Hi there,
I have data on earnings of 12000 individuals at two points in time. I intend to construct a transition matrix, where the typical element, p_ij, gives the probability that an individual ends at the j-th decile of the earnings distribution given that he was was initially at the i-th decile. Thus, this is a bi-stochastic matrix. The problem is that the income data is nearly discrete in the sense that many individuals hold the same income level at each point. For instance, there are 1400 individuals who earned in period-one the minimum positive income (say, $100). Therefore, in the first decile there will be more than 10% of the individuals. This happens for both periods, and for a few income levels. As a result, the transition matrix won't have both rows and columns summing to one.

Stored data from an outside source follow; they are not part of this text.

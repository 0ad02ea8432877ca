use hashbrown::HashMap;
use tracing::debug;

use crate::{
    engine::{
        CompGroupHandle, EdpHandle, EngineError, FragFnHandle, FunctionFamily, FunctionHandle,
        ImHandle, LognormalState, LossFnHandle, ModelEngine, MuParam, ProbFnHandle,
        RecordTarget, SdParam,
    },
    session::{IntegrationSettings, RecorderDescriptor},
};

/// An accepted engine call, in the order it was made.
#[derive(Debug, Clone, PartialEq)]
pub enum EngineCall {
    DeterministicFunction {
        family: FunctionFamily,
        params: Vec<f64>,
        handle: FunctionHandle,
    },
    ProbabilisticFunction {
        mu_function: FunctionHandle,
        mu: MuParam,
        sd_function: FunctionHandle,
        sd: SdParam,
        handle: ProbFnHandle,
    },
    SimpleRelationship {
        function: FunctionHandle,
        handle: ImHandle,
    },
    CompoundRelationship {
        im: ImHandle,
        probfn: ProbFnHandle,
        handle: EdpHandle,
    },
    FragilityFunction {
        states: Vec<LognormalState>,
        handle: FragFnHandle,
    },
    FragilityLookup {
        key: String,
        database: String,
        handle: FragFnHandle,
    },
    LossFunction {
        states: Vec<LognormalState>,
        handle: LossFnHandle,
    },
    ComponentGroup {
        edp: EdpHandle,
        fragfn: FragFnHandle,
        lossfn: LossFnHandle,
        count: i64,
        handle: CompGroupHandle,
    },
    Integration(IntegrationSettings),
    Recorder {
        recorder: RecorderDescriptor,
        target: RecordTarget,
    },
}

/// Reference engine: validates requests, issues sequential handles, and
/// keeps a log of what was asked of it.
#[derive(Debug, Default)]
pub struct RecordingEngine {
    next_id: u64,
    calls: Vec<EngineCall>,
    /// Fragility functions available to `lookup_fragility_function`, by
    /// `(database, key)`.
    fragility_database: HashMap<(String, String), Vec<LognormalState>>,
}

impl RecordingEngine {
    pub fn new() -> Self {
        Self::default()
    }

    /// Make a stored fragility function available for lookup.
    pub fn with_fragility(
        mut self,
        database: &str,
        key: &str,
        states: Vec<LognormalState>,
    ) -> Self {
        self.fragility_database
            .insert((database.to_string(), key.to_string()), states);
        self
    }

    pub fn calls(&self) -> &[EngineCall] {
        &self.calls
    }

    pub fn take_calls(&mut self) -> Vec<EngineCall> {
        core::mem::take(&mut self.calls)
    }

    /// Recorder runs, in order.
    pub fn recorder_runs(&self) -> impl Iterator<Item = &RecorderDescriptor> {
        self.calls.iter().filter_map(|call| match call {
            EngineCall::Recorder { recorder, .. } => Some(recorder),
            _ => None,
        })
    }

    fn issue(&mut self) -> u64 {
        self.next_id += 1;
        self.next_id
    }

    fn record(&mut self, call: EngineCall) {
        debug!(?call, "engine call");
        self.calls.push(call);
    }
}

fn require<H>(handle: Option<H>, what: &'static str) -> Result<H, EngineError> {
    handle.ok_or(EngineError::MissingHandle { what })
}

fn check_states(states: &[LognormalState], what: &'static str) -> Result<(), EngineError> {
    if states.is_empty() {
        return Err(EngineError::NoDamageStates { what });
    }
    for state in states {
        if !state.options().is_supported() {
            return Err(EngineError::UnsupportedParameterization {
                mu: state.mu_kind,
                sd: state.sd_kind,
            });
        }
    }
    Ok(())
}

impl ModelEngine for RecordingEngine {
    fn create_deterministic_function(
        &mut self,
        family: FunctionFamily,
        params: &[f64],
    ) -> Result<FunctionHandle, EngineError> {
        if params.len() != family.arity() {
            return Err(EngineError::Arity {
                family,
                expected: family.arity(),
                found: params.len(),
            });
        }
        let handle = FunctionHandle::new(self.issue());
        self.record(EngineCall::DeterministicFunction {
            family,
            params: params.to_vec(),
            handle,
        });
        Ok(handle)
    }

    fn create_lognormal_probabilistic_function(
        &mut self,
        mu_function: Option<FunctionHandle>,
        mu: MuParam,
        sd_function: Option<FunctionHandle>,
        sd: SdParam,
    ) -> Result<ProbFnHandle, EngineError> {
        let mu_function = require(mu_function, "mu function")?;
        let sd_function = require(sd_function, "sd function")?;
        let handle = ProbFnHandle::new(self.issue());
        self.record(EngineCall::ProbabilisticFunction {
            mu_function,
            mu,
            sd_function,
            sd,
            handle,
        });
        Ok(handle)
    }

    fn create_simple_relationship(
        &mut self,
        function: Option<FunctionHandle>,
    ) -> Result<ImHandle, EngineError> {
        let function = require(function, "deterministic function")?;
        let handle = ImHandle::new(self.issue());
        self.record(EngineCall::SimpleRelationship { function, handle });
        Ok(handle)
    }

    fn create_compound_relationship(
        &mut self,
        im: Option<ImHandle>,
        probfn: Option<ProbFnHandle>,
    ) -> Result<EdpHandle, EngineError> {
        let im = require(im, "IM")?;
        let probfn = require(probfn, "probabilistic function")?;
        let handle = EdpHandle::new(self.issue());
        self.record(EngineCall::CompoundRelationship { im, probfn, handle });
        Ok(handle)
    }

    fn create_fragility_function(
        &mut self,
        states: &[LognormalState],
    ) -> Result<FragFnHandle, EngineError> {
        check_states(states, "fragility function")?;
        let handle = FragFnHandle::new(self.issue());
        self.record(EngineCall::FragilityFunction {
            states: states.to_vec(),
            handle,
        });
        Ok(handle)
    }

    fn lookup_fragility_function(
        &mut self,
        key: &str,
        database: &str,
    ) -> Result<FragFnHandle, EngineError> {
        if !self
            .fragility_database
            .contains_key(&(database.to_string(), key.to_string()))
        {
            return Err(EngineError::UnknownFragilityKey {
                key: key.to_string(),
                database: database.to_string(),
            });
        }
        let handle = FragFnHandle::new(self.issue());
        self.record(EngineCall::FragilityLookup {
            key: key.to_string(),
            database: database.to_string(),
            handle,
        });
        Ok(handle)
    }

    fn create_loss_function(
        &mut self,
        states: &[LognormalState],
    ) -> Result<LossFnHandle, EngineError> {
        check_states(states, "loss function")?;
        let handle = LossFnHandle::new(self.issue());
        self.record(EngineCall::LossFunction {
            states: states.to_vec(),
            handle,
        });
        Ok(handle)
    }

    fn create_component_group(
        &mut self,
        edp: Option<EdpHandle>,
        fragfn: Option<FragFnHandle>,
        lossfn: Option<LossFnHandle>,
        count: i64,
    ) -> Result<CompGroupHandle, EngineError> {
        let edp = require(edp, "EDP")?;
        let fragfn = require(fragfn, "fragility function")?;
        let lossfn = require(lossfn, "loss function")?;
        if count <= 0 {
            return Err(EngineError::InvalidCount { count });
        }
        let handle = CompGroupHandle::new(self.issue());
        self.record(EngineCall::ComponentGroup {
            edp,
            fragfn,
            lossfn,
            count,
            handle,
        });
        Ok(handle)
    }

    fn configure_integration(&mut self, settings: &IntegrationSettings) -> Result<(), EngineError> {
        if !(settings.tolerance > 0.0) {
            return Err(EngineError::InvalidIntegration {
                reason: format!("tolerance must be positive, got {}", settings.tolerance),
            });
        }
        if settings.max_evaluations <= 0 {
            return Err(EngineError::InvalidIntegration {
                reason: format!(
                    "evaluation limit must be positive, got {}",
                    settings.max_evaluations
                ),
            });
        }
        self.record(EngineCall::Integration(settings.clone()));
        Ok(())
    }

    fn run_recorder(
        &mut self,
        recorder: &RecorderDescriptor,
        target: RecordTarget,
    ) -> Result<(), EngineError> {
        if !target.is_resolved() {
            return Err(EngineError::MissingHandle {
                what: target.describe(),
            });
        }
        if let Some(at) = recorder.at {
            if !(at.by > 0.0) || at.to < at.from {
                return Err(EngineError::InvalidRange {
                    from: at.from,
                    to: at.to,
                    by: at.by,
                });
            }
        }
        self.record(EngineCall::Recorder {
            recorder: recorder.clone(),
            target,
        });
        Ok(())
    }
}
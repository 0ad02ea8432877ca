//! Lognormal parameterization.
//!
//! A lognormal distribution can be given by one of three location measures
//! and one of two spread measures. On the operand stack an option record is a
//! dictionary `{mu: <kind>, sd: <kind>}` of strings, and a damage state is a
//! dictionary keyed by those kinds, e.g. `{median_x: 0.02, sd_ln_x: 0.4}`.

use core::fmt;

use crate::Value;

#[derive(Debug, Clone, Copy, PartialEq, Eq, Hash, Default)]
pub enum MuParam {
    #[default]
    MeanLnX,
    MedianX,
    MeanX,
}

impl MuParam {
    pub const ALL: [MuParam; 3] = [MuParam::MeanLnX, MuParam::MedianX, MuParam::MeanX];

    pub const fn as_str(self) -> &'static str {
        match self {
            MuParam::MeanLnX => "mean_ln_x",
            MuParam::MedianX => "median_x",
            MuParam::MeanX => "mean_x",
        }
    }

    pub fn parse(s: &str) -> Option<Self> {
        Self::ALL.into_iter().find(|kind| kind.as_str() == s)
    }
}

impl fmt::Display for MuParam {
    fn fmt(&self, f: &mut fmt::Formatter<'_>) -> fmt::Result {
        f.write_str(self.as_str())
    }
}

#[derive(Debug, Clone, Copy, PartialEq, Eq, Hash, Default)]
pub enum SdParam {
    SdX,
    #[default]
    SdLnX,
}

impl SdParam {
    pub const ALL: [SdParam; 2] = [SdParam::SdX, SdParam::SdLnX];

    pub const fn as_str(self) -> &'static str {
        match self {
            SdParam::SdX => "sd_x",
            SdParam::SdLnX => "sd_ln_x",
        }
    }

    pub fn parse(s: &str) -> Option<Self> {
        Self::ALL.into_iter().find(|kind| kind.as_str() == s)
    }
}

impl fmt::Display for SdParam {
    fn fmt(&self, f: &mut fmt::Formatter<'_>) -> fmt::Result {
        f.write_str(self.as_str())
    }
}

/// The `{mu, sd}` option record.
#[derive(Debug, Clone, Copy, PartialEq, Eq, Default)]
pub struct LognormalOptions {
    pub mu: MuParam,
    pub sd: SdParam,
}

impl LognormalOptions {
    pub fn to_value(self) -> Value {
        Value::dictionary([
            ("mu", Value::string(self.mu.as_str())),
            ("sd", Value::string(self.sd.as_str())),
        ])
    }

    /// Read an option record. Both keys must be present and name valid kinds.
    pub fn from_value(value: &Value) -> Option<Self> {
        Some(Self {
            mu: MuParam::parse(value.get("mu")?.as_str()?)?,
            sd: SdParam::parse(value.get("sd")?.as_str()?)?,
        })
    }

    /// Expand one `[mu, sd]` pair into a per-state parameter record.
    pub fn state(self, mu: f64, sd: f64) -> LognormalState {
        LognormalState {
            mu_kind: self.mu,
            mu,
            sd_kind: self.sd,
            sd,
        }
    }

    /// Whether a distribution can be built from this combination.
    ///
    /// A location measure in log space cannot be paired with a linear spread.
    pub fn is_supported(self) -> bool {
        !matches!(
            (self.mu, self.sd),
            (MuParam::MeanLnX | MuParam::MedianX, SdParam::SdX)
        )
    }
}

/// One damage state's distribution parameters.
#[derive(Debug, Clone, Copy, PartialEq)]
pub struct LognormalState {
    pub mu_kind: MuParam,
    pub mu: f64,
    pub sd_kind: SdParam,
    pub sd: f64,
}

impl LognormalState {
    pub fn options(&self) -> LognormalOptions {
        LognormalOptions {
            mu: self.mu_kind,
            sd: self.sd_kind,
        }
    }

    pub fn to_value(&self) -> Value {
        Value::dictionary([
            (self.mu_kind.as_str(), Value::Float(self.mu)),
            (self.sd_kind.as_str(), Value::Float(self.sd)),
        ])
    }

    /// Read a per-state record: exactly one location and one spread entry.
    pub fn from_value(value: &Value) -> Option<Self> {
        let entries = value.as_dictionary()?;
        if entries.len() != 2 {
            return None;
        }
        let (mu_kind, mu) = MuParam::ALL
            .into_iter()
            .find_map(|kind| Some((kind, entries.get(kind.as_str())?.as_float()?)))?;
        let (sd_kind, sd) = SdParam::ALL
            .into_iter()
            .find_map(|kind| Some((kind, entries.get(kind.as_str())?.as_float()?)))?;
        Some(Self {
            mu_kind,
            mu,
            sd_kind,
            sd,
        })
    }
}
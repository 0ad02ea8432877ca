//! Parse events consumed by the evaluator.
//!
//! The host parser walks its tree and reports each grammar production twice:
//! once on entry and once on exit. A production carries the terminal tokens
//! it matched; values produced by its child productions are already on the
//! operand stack by the time it exits.

use crate::{
    engine::{FunctionFamily, MuParam, SdParam},
    session::{Category, IntegrationMethod, RelationshipType},
};

#[derive(Debug, Clone, PartialEq)]
pub enum Event {
    Enter(Production),
    Exit(Production),
}

/// A grammar production and its terminal tokens.
///
/// String tokens are unquoted.
#[derive(Debug, Clone, PartialEq)]
pub enum Production {
    /// One top-level script command. `text` is used in diagnostics.
    Command { text: String },

    Title { title: String },

    /// `detfn <id> <family> [params]`. The parameter array is on the stack.
    Detfn { id: String, family: FunctionFamily },

    /// A string literal, or a numerical scalar already on the stack.
    Scalar { string: Option<String> },
    /// Two scalars combined into a pair.
    Scalar2,
    /// A pair extended with a third scalar.
    Scalar3,
    VarRef { id: String },
    NumericalScalar(NumericToken),

    Parameter(Literal),
    ParameterArray,
    ParameterDictionary,
    DictionaryEntry { key: String },

    /// The lognormal option record stays on the stack; the two function
    /// identifiers are tokens.
    Probfn {
        id: String,
        mu_function: String,
        sd_function: String,
    },
    LognormalOptions {
        mu: Option<MuParam>,
        sd: Option<SdParam>,
    },

    Im { id: String, function: String },
    Edp { id: String, im: String, probfn: String },

    FragfnDbParams { key: String, database: Option<String> },
    Fragfn { id: String, form: FragfnForm },
    Scalar2Sequence,

    /// Expands the pair sequence and option record into per-state records.
    SimpleLoss,
    Lossfn { id: String },

    Compgroup {
        id: String,
        edp: String,
        fragfn: String,
        lossfn: String,
        count: i64,
    },

    PrintOptions { filename: Option<String>, append: bool },
    PrintMessage(MessageToken),
    Print { target: PrintTarget, has_options: bool },

    /// `iterations` is `None` when the limit was written as an expression.
    Integration {
        method: IntegrationMethod,
        iterations: Option<i64>,
    },

    RecorderType(RelationshipType),
    RecorderAt(AtToken),
    FloatArray { values: Vec<f64> },
    ColSpec(ColumnToken),
    RecorderCols,
    Recorder {
        id: String,
        has_type: bool,
        has_at: bool,
        has_cols: bool,
        has_options: bool,
    },

    /// `$( ... )`, with `text` the expression between the parentheses.
    Expression { text: String },

    Analyze,
    Set { id: String },
}

impl Production {
    /// Productions that open an operand scope on entry and close it on exit.
    pub fn is_scoped(&self) -> bool {
        matches!(
            self,
            Production::ParameterArray
                | Production::ParameterDictionary
                | Production::Scalar2Sequence
                | Production::RecorderCols
        )
    }

    /// The table entry an entity command binds, if this is one.
    pub fn entity(&self) -> Option<(Category, &str)> {
        match self {
            Production::Detfn { id, .. } => Some((Category::DetFn, id)),
            Production::Probfn { id, .. } => Some((Category::ProbFn, id)),
            Production::Im { id, .. } => Some((Category::Im, id)),
            Production::Edp { id, .. } => Some((Category::Edp, id)),
            Production::Fragfn { id, .. } => Some((Category::FragFn, id)),
            Production::Lossfn { id } => Some((Category::LossFn, id)),
            Production::Compgroup { id, .. } => Some((Category::CompGroup, id)),
            _ => None,
        }
    }

    /// Short production name for logs.
    pub fn name(&self) -> &'static str {
        match self {
            Production::Command { .. } => "command",
            Production::Title { .. } => "title",
            Production::Detfn { .. } => "detfn",
            Production::Scalar { .. } => "scalar",
            Production::Scalar2 => "scalar2",
            Production::Scalar3 => "scalar3",
            Production::VarRef { .. } => "var_ref",
            Production::NumericalScalar(_) => "numerical_scalar",
            Production::Parameter(_) => "parameter",
            Production::ParameterArray => "parameter_array",
            Production::ParameterDictionary => "parameter_dictionary",
            Production::DictionaryEntry { .. } => "dictionary_entry",
            Production::Probfn { .. } => "probfn",
            Production::LognormalOptions { .. } => "lognormal_options",
            Production::Im { .. } => "im",
            Production::Edp { .. } => "edp",
            Production::FragfnDbParams { .. } => "fragfn_db_params",
            Production::Fragfn { .. } => "fragfn",
            Production::Scalar2Sequence => "scalar2_sequence",
            Production::SimpleLoss => "simple_loss",
            Production::Lossfn { .. } => "lossfn",
            Production::Compgroup { .. } => "compgroup",
            Production::PrintOptions { .. } => "print_options",
            Production::PrintMessage(_) => "print_message",
            Production::Print { .. } => "print",
            Production::Integration { .. } => "integration",
            Production::RecorderType(_) => "recorder_type",
            Production::RecorderAt(_) => "recorder_at",
            Production::FloatArray { .. } => "float_array",
            Production::ColSpec(_) => "col_spec",
            Production::RecorderCols => "recorder_cols",
            Production::Recorder { .. } => "recorder",
            Production::Expression { .. } => "expression",
            Production::Analyze => "analyze",
            Production::Set { .. } => "set",
        }
    }
}

#[derive(Debug, Clone, PartialEq)]
pub enum NumericToken {
    Integer(i64),
    Float(f64),
    /// A variable reference or expression child already pushed its value.
    Nested,
}

#[derive(Debug, Clone, PartialEq)]
pub enum Literal {
    Identifier(String),
    String(String),
    Integer(i64),
    Float(f64),
}

#[derive(Debug, Clone, Copy, PartialEq, Eq)]
pub enum FragfnForm {
    /// `{key, database}` record on the stack.
    Database,
    /// Pair sequence, then option record, on the stack.
    UserDefined,
}

#[derive(Debug, Clone, PartialEq)]
pub enum MessageToken {
    String(String),
    /// A variable reference or expression child already pushed its value.
    Nested,
    Blank,
}

#[derive(Debug, Clone, PartialEq)]
pub enum PrintTarget {
    /// The message value is on the stack.
    Message,
    Entity { category: Category, id: String },
}

#[derive(Debug, Clone, PartialEq)]
pub enum AtToken {
    /// Float literals written inline.
    Values(Vec<f64>),
    /// A float array child already pushed its value.
    Array,
}

#[derive(Debug, Clone, PartialEq)]
pub enum ColumnToken {
    Placement(String),
    Spread(String),
    /// A scalar child already pushed its value.
    Scalar,
}
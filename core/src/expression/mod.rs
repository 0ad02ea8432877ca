//! Inline `$(...)` expressions.
//!
//! Expressions are parsed into an arena-allocated tree and evaluated against an
//! explicit [`Namespace`]. Only numeric literals, arithmetic, and members of
//! registered packages are reachable; there is no access to script variables,
//! the filesystem, or anything else.
//!
//! ## Example
//!
//! ```
//! use slat_core::{Value, api::ExpressionOptions, expression, stdlib::Namespace};
//!
//! let namespace = Namespace::standard();
//! let value = expression::evaluate("2 ** 10", &namespace, &ExpressionOptions::default());
//! assert_eq!(value, Ok(Value::Integer(1024)));
//! ```

mod error;
mod eval;
mod parsed_expr;
pub mod parser;
mod syntax;


pub use error::ExpressionError;
pub use eval::Number;
pub use parsed_expr::{Expr, ExprKind, Literal};
pub use parser::parse;
pub use syntax::{BinaryOp, Span, UnaryOp};

use bumpalo::Bump;
use tracing::debug;

use crate::{Value, api::ExpressionOptions, stdlib::Namespace};

/// Parse and evaluate `source`, producing an `Integer` or `Float` value.
pub fn evaluate(
    source: &str,
    namespace: &Namespace,
    options: &ExpressionOptions,
) -> Result<Value, ExpressionError> {
    let arena = Bump::new();
    let expr = parse(&arena, source, options.max_depth)?;
    let number = eval::Evaluator::new(namespace, source, options.max_depth).eval(expr)?;
    debug!(source, result = ?number, "expression evaluated");
    Ok(number.into())
}
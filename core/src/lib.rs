//! Evaluator core for SLAT seismic-loss scripts.
//!
//! A host parser walks a script and reports grammar productions as
//! [`evaluator::Event`]s. The [`Evaluator`] turns them into a named model
//! graph held in a [`session::Session`], handing construction requests to a
//! [`engine::ModelEngine`].

pub mod api;
pub mod engine;
pub mod evaluator;
pub mod expression;
pub mod session;
pub mod stdlib;
pub mod values;
pub mod vm;

pub use api::{Diagnostic, EvaluatorOptions, ExpressionOptions, Severity};
pub use evaluator::{EvalError, Evaluator};
pub use values::Value;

The solution I've found for this problem was to generate a uniform random vector, with entries ranging from, say, -.0001 to .0001, and ad it to both earnings vectors and compute the transition matrix. Repeat the procedure 1000 times and get the mean of the resulting matrices. The thing is I'm totally new to simulations. Here's part of what I'm trying to do:
# X is a two-comun data frame. column 1 is the period-one individuals' earnings and column two is the period-two.
n <- nrow(X) #12000
sim <- runif(n, -.0001, .0001)
X <- X + sim
q <- 10 # in order to compute deciles. it could be quintiles, quartiles, whatever
p <- seq(0,1,1/q)
f.x <- quantile(X[,1], p, names=F)
f.y <- quantile(X[,2], p, names=F)
f.x[1] <- 0; f.y[1] <- 0
a <- cut(X[,1], f.x, right=T)
b <- cut(X[,2], f.y, right=T)
P <- table(a,b)
P <- P/rowSums(P)
P
The point is that I don't know how to store the matrix P efficiently so that it can be averaged with the remianing 999.
Also, suggestions on how to solve the problem of discretized data are welcome.
Thanks a lot,
Dimitri
[[alternative HTML version deleted]]